*** PROVIDED RECORDS

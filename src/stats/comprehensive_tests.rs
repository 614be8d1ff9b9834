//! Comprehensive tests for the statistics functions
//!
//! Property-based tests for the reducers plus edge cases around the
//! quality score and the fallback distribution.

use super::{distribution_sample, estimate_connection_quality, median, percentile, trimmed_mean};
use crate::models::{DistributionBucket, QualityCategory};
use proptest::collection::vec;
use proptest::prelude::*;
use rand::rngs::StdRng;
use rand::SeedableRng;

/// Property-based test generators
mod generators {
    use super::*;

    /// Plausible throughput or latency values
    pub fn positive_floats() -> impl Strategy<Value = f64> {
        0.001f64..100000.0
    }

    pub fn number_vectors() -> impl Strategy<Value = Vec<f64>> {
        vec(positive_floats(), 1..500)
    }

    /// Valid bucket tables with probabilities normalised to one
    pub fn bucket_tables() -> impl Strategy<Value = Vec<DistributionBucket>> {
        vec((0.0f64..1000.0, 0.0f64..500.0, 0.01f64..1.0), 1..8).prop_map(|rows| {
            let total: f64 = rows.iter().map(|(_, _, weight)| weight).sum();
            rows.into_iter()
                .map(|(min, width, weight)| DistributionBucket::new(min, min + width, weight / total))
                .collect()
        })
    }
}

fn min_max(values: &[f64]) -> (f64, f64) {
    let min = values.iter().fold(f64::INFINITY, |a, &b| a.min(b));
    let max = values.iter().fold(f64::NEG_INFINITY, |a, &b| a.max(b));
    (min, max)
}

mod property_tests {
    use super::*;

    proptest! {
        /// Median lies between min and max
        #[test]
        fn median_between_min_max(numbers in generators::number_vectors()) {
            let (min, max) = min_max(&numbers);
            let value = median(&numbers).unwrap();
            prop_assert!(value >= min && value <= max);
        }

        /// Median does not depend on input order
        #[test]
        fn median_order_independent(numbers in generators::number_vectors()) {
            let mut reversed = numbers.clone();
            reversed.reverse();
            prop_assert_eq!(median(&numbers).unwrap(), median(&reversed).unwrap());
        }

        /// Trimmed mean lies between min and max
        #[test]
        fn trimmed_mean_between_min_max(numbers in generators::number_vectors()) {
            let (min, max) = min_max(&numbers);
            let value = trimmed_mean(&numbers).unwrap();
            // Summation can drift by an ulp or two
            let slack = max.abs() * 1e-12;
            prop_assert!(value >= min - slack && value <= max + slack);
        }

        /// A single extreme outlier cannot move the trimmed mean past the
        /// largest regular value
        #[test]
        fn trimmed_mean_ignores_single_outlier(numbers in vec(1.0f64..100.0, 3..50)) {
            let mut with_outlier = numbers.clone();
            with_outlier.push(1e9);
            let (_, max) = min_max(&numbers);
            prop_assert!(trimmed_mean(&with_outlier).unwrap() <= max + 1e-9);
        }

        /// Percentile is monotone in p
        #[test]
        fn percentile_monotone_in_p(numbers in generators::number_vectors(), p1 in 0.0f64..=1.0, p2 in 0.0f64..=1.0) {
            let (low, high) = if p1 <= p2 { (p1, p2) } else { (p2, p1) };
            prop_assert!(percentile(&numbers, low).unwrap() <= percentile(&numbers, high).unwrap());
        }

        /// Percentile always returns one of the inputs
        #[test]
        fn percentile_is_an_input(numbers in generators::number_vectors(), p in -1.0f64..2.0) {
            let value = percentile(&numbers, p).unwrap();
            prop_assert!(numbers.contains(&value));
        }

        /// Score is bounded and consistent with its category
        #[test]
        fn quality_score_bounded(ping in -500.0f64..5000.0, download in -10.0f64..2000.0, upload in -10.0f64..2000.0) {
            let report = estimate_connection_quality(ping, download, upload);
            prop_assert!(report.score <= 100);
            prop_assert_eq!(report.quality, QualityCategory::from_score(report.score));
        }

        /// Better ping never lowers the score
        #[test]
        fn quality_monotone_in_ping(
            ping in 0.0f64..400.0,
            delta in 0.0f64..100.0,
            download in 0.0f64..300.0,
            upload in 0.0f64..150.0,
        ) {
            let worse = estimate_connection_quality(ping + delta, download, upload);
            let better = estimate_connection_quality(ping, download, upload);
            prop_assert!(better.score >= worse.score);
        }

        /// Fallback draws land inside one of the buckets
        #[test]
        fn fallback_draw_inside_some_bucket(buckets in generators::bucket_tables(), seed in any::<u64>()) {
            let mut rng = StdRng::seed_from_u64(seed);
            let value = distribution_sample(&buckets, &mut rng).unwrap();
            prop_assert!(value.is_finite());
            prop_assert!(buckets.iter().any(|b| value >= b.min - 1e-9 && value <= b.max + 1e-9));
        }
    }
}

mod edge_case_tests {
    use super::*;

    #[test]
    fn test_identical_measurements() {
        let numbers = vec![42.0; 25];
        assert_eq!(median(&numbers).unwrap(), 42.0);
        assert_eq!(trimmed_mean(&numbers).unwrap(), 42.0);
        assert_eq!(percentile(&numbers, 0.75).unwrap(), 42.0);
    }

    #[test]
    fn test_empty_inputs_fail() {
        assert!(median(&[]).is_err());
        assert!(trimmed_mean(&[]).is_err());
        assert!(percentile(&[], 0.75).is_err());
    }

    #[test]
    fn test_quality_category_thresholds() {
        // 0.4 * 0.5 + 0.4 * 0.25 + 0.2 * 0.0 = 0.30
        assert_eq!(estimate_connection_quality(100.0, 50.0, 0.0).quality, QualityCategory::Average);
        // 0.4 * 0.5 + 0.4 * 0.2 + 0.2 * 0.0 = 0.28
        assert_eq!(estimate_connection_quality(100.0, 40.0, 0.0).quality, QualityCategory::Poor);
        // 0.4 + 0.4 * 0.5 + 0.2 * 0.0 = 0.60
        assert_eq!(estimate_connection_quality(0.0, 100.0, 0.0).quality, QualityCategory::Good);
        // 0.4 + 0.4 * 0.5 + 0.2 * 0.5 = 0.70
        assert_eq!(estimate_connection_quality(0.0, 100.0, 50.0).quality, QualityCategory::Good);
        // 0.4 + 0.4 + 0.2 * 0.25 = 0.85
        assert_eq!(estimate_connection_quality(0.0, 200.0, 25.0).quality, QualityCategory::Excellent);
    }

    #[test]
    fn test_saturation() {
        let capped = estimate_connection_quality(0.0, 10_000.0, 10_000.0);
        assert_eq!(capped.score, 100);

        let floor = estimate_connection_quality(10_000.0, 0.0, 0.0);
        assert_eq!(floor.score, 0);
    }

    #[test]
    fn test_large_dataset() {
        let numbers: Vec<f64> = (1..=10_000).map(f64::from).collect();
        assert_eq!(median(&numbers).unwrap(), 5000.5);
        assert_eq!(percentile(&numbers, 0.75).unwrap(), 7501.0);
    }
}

******

- _WHAT YOU SHOULD DO_:
Each line above is to be restated exactly.

- _SOLUTION TO THIS TASK_:
filename src/stats/comprehensive_tests.rs
repository 614be8d1ff9b9834
//! Comprehensive tests for the statistics functions
//!
//! Property-based tests for the reducers plus edge cases around the
//! quality score and the fallback distribution.

use super::{distribution_sample, estimate_connection_quality, median, percentile, trimmed_mean};
use crate::models::{DistributionBucket, QualityCategory};
use proptest::collection::vec;
use proptest::prelude::*;
use rand::rngs::StdRng;
use rand::SeedableRng;

/// Property-based test generators
mod generators {
    use super::*;

    /// Plausible throughput or latency values
    pub fn positive_floats() -> impl Strategy<Value = f64> {
        0.001f64..100000.0
    }

    pub fn number_vectors() -> impl Strategy<Value = Vec<f64>> {
        vec(positive_floats(), 1..500)
    }

    /// Valid bucket tables with probabilities normalised to one
    pub fn bucket_tables() -> impl Strategy<Value = Vec<DistributionBucket>> {
        vec((0.0f64..1000.0, 0.0f64..500.0, 0.01f64..1.0), 1..8).prop_map(|rows| {
            let total: f64 = rows.iter().map(|(_, _, weight)| weight).sum();
            rows.into_iter()
                .map(|(min, width, weight)| DistributionBucket::new(min, min + width, weight / total))
                .collect()
        })
    }
}

fn min_max(values: &[f64]) -> (f64, f64) {
    let min = values.iter().fold(f64::INFINITY, |a, &b| a.min(b));
    let max = values.iter().fold(f64::NEG_INFINITY, |a, &b| a.max(b));
    (min, max)
}

mod property_tests {
    use super::*;

    proptest! {
        /// Median lies between min and max
        #[test]
        fn median_between_min_max(numbers in generators::number_vectors()) {
            let (min, max) = min_max(&numbers);
            let value = median(&numbers).unwrap();
            prop_assert!(value >= min && value <= max);
        }

        /// Median does not depend on input order
        #[test]
        fn median_order_independent(numbers in generators::number_vectors()) {
            let mut reversed = numbers.clone();
            reversed.reverse();
            prop_assert_eq!(median(&numbers).unwrap(), median(&reversed).unwrap());
        }

        /// Trimmed mean lies between min and max
        #[test]
        fn trimmed_mean_between_min_max(numbers in generators::number_vectors()) {
            let (min, max) = min_max(&numbers);
            let value = trimmed_mean(&numbers).unwrap();
            // Summation can drift by an ulp or two
            let slack = max.abs() * 1e-12;
            prop_assert!(value >= min - slack && value <= max + slack);
        }

        /// A single extreme outlier cannot move the trimmed mean past the
        /// largest regular value
        #[test]
        fn trimmed_mean_ignores_single_outlier(numbers in vec(1.0f64..100.0, 3..50)) {
            let mut with_outlier = numbers.clone();
            with_outlier.push(1e9);
            let (_, max) = min_max(&numbers);
            prop_assert!(trimmed_mean(&with_outlier).unwrap() <= max + 1e-9);
        }

        /// Percentile is monotone in p
        #[test]
        fn percentile_monotone_in_p(numbers in generators::number_vectors(), p1 in 0.0f64..=1.0, p2 in 0.0f64..=1.0) {
            let (low, high) = if p1 <= p2 { (p1, p2) } else { (p2, p1) };
            prop_assert!(percentile(&numbers, low).unwrap() <= percentile(&numbers, high).unwrap());
        }

        /// Percentile always returns one of the inputs
        #[test]
        fn percentile_is_an_input(numbers in generators::number_vectors(), p in -1.0f64..2.0) {
            let value = percentile(&numbers, p).unwrap();
            prop_assert!(numbers.contains(&value));
        }

        /// Score is bounded and consistent with its category
        #[test]
        fn quality_score_bounded(ping in -500.0f64..5000.0, download in -10.0f64..2000.0, upload in -10.0f64..2000.0) {
            let report = estimate_connection_quality(ping, download, upload);
            prop_assert!(report.score <= 100);
            prop_assert_eq!(report.quality, QualityCategory::from_score(report.score));
        }

        /// Better ping never lowers the score
        #[test]
        fn quality_monotone_in_ping(
            ping in 0.0f64..400.0,
            delta in 0.0f64..100.0,
            download in 0.0f64..300.0,
            upload in 0.0f64..150.0,
        ) {
            let worse = estimate_connection_quality(ping + delta, download, upload);
            let better = estimate_connection_quality(ping, download, upload);
            prop_assert!(better.score >= worse.score);
        }

        /// Fallback draws land inside one of the buckets
        #[test]
        fn fallback_draw_inside_some_bucket(buckets in generators::bucket_tables(), seed in any::<u64>()) {
            let mut rng = StdRng::seed_from_u64(seed);
            let value = distribution_sample(&buckets, &mut rng).unwrap();
            prop_assert!(value.is_finite());
            prop_assert!(buckets.iter().any(|b| value >= b.min - 1e-9 && value <= b.max + 1e-9));
        }
    }
}

mod edge_case_tests {
    use super::*;

    #[test]
    fn test_identical_measurements() {
        let numbers = vec![42.0; 25];
        assert_eq!(median(&numbers).unwrap(), 42.0);
        assert_eq!(trimmed_mean(&numbers).unwrap(), 42.0);
        assert_eq!(percentile(&numbers, 0.75).unwrap(), 42.0);
    }

    #[test]
    fn test_empty_inputs_fail() {
        assert!(median(&[]).is_err());
        assert!(trimmed_mean(&[]).is_err());
        assert!(percentile(&[], 0.75).is_err());
    }

    #[test]
    fn test_quality_category_thresholds() {
        // 0.4 * 0.5 + 0.4 * 0.25 + 0.2 * 0.0 = 0.30
        assert_eq!(estimate_connection_quality(100.0, 50.0, 0.0).quality, QualityCategory::Average);
        // 0.4 * 0.5 + 0.4 * 0.2 + 0.2 * 0.0 = 0.28
        assert_eq!(estimate_connection_quality(100.0, 40.0, 0.0).quality, QualityCategory::Poor);
        // 0.4 + 0.4 * 0.5 + 0.2 * 0.0 = 0.60
        assert_eq!(estimate_connection_quality(0.0, 100.0, 0.0).quality, QualityCategory::Good);
        // 0.4 + 0.4 * 0.5 + 0.2 * 0.5 = 0.70
        assert_eq!(estimate_connection_quality(0.0, 100.0, 50.0).quality, QualityCategory::Good);
        // 0.4 + 0.4 + 0.2 * 0.25 = 0.85
        assert_eq!(estimate_connection_quality(0.0, 200.0, 25.0).quality, QualityCategory::Excellent);
    }

    #[test]
    fn test_saturation() {
        let capped = estimate_connection_quality(0.0, 10_000.0, 10_000.0);
        assert_eq!(capped.score, 100);

        let floor = estimate_connection_quality(10_000.0, 0.0, 0.0);
        assert_eq!(floor.score, 0);
    }

    #[test]
    fn test_large_dataset() {
        let numbers: Vec<f64> = (1..=10_000).map(f64::from).collect();
        assert_eq!(median(&numbers).unwrap(), 5000.5);
        assert_eq!(percentile(&numbers, 0.75).unwrap(), 7501.0);
    }
}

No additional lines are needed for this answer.